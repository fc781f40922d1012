pub mod email;
pub mod whatsapp;

use async_trait::async_trait;
use thiserror::Error;

pub use email::{MailboxLayerVerifier, MockEmailVerifier};
pub use whatsapp::{MockNotificationSender, TwilioProvider};

#[derive(Debug, Error)]
pub enum ProviderError {
    #[error("Provider not enabled: {0}")]
    NotEnabled(String),

    #[error("Configuration error: {0}")]
    Configuration(String),

    #[error("Connection error: {0}")]
    Connection(String),

    #[error("Invalid provider response: {0}")]
    InvalidResponse(String),

    /// The provider answered with an error payload. Displays the provider's
    /// own message so it can be surfaced verbatim.
    #[error("{message}")]
    Rejected { code: Option<i64>, message: String },
}

#[derive(Debug, Clone)]
pub struct ProviderResponse {
    pub provider_id: String,
}

impl ProviderResponse {
    pub fn success(provider_id: impl Into<String>) -> Self {
        Self {
            provider_id: provider_id.into(),
        }
    }
}

/// Raw verdict from an email verification provider.
#[derive(Debug, Clone, Copy, Default, PartialEq, Eq)]
pub struct EmailCheck {
    pub format_valid: bool,
    pub smtp_check: bool,
}

impl EmailCheck {
    /// Valid only when both the syntax and the SMTP deliverability checks pass.
    pub fn is_deliverable(&self) -> bool {
        self.format_valid && self.smtp_check
    }
}

#[async_trait]
pub trait EmailVerifier: Send + Sync {
    /// One outbound verification call.
    async fn check(&self, email: &str) -> Result<EmailCheck, ProviderError>;

    /// Fail-closed verdict: an address that cannot be verified is invalid.
    async fn is_valid(&self, email: &str) -> bool {
        match self.check(email).await {
            Ok(check) => {
                if !check.is_deliverable() {
                    tracing::info!(
                        format_valid = check.format_valid,
                        smtp_check = check.smtp_check,
                        "Email address failed verification"
                    );
                }
                check.is_deliverable()
            }
            Err(e) => {
                tracing::warn!(error = %e, "Email verification unavailable, treating address as invalid");
                false
            }
        }
    }
}

#[async_trait]
pub trait NotificationSender: Send + Sync {
    /// Deliver `body` from the configured sender to the configured recipient.
    async fn send(&self, body: &str) -> Result<ProviderResponse, ProviderError>;
}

WHAT THE TASK REQUIRES ▸
Please write the listing out again, matching each line exactly.

RESULT FOR THIS EXERCISE ▸
repository fc781f40922d1012
pub mod email;
pub mod whatsapp;

use async_trait::async_trait;
use thiserror::Error;

pub use email::{MailboxLayerVerifier, MockEmailVerifier};
pub use whatsapp::{MockNotificationSender, TwilioProvider};

#[derive(Debug, Error)]
pub enum ProviderError {
    #[error("Provider not enabled: {0}")]
    NotEnabled(String),

    #[error("Configuration error: {0}")]
    Configuration(String),

    #[error("Connection error: {0}")]
    Connection(String),

    #[error("Invalid provider response: {0}")]
    InvalidResponse(String),

    /// The provider answered with an error payload. Displays the provider's
    /// own message so it can be surfaced verbatim.
    #[error("{message}")]
    Rejected { code: Option<i64>, message: String },
}

#[derive(Debug, Clone)]
pub struct ProviderResponse {
    pub provider_id: String,
}

impl ProviderResponse {
    pub fn success(provider_id: impl Into<String>) -> Self {
        Self {
            provider_id: provider_id.into(),
        }
    }
}

/// Raw verdict from an email verification provider.
#[derive(Debug, Clone, Copy, Default, PartialEq, Eq)]
pub struct EmailCheck {
    pub format_valid: bool,
    pub smtp_check: bool,
}

impl EmailCheck {
    /// Valid only when both the syntax and the SMTP deliverability checks pass.
    pub fn is_deliverable(&self) -> bool {
        self.format_valid && self.smtp_check
    }
}

#[async_trait]
pub trait EmailVerifier: Send + Sync {
    /// One outbound verification call.
    async fn check(&self, email: &str) -> Result<EmailCheck, ProviderError>;

    /// Fail-closed verdict: an address that cannot be verified is invalid.
    async fn is_valid(&self, email: &str) -> bool {
        match self.check(email).await {
            Ok(check) => {
                if !check.is_deliverable() {
                    tracing::info!(
                        format_valid = check.format_valid,
                        smtp_check = check.smtp_check,
                        "Email address failed verification"
                    );
                }
                check.is_deliverable()
            }
            Err(e) => {
                tracing::warn!(error = %e, "Email verification unavailable, treating address as invalid");
                false
            }
        }
    }
}

#[async_trait]
pub trait NotificationSender: Send + Sync {
    /// Deliver `body` from the configured sender to the configured recipient.
    async fn send(&self, body: &str) -> Result<ProviderResponse, ProviderError>;
}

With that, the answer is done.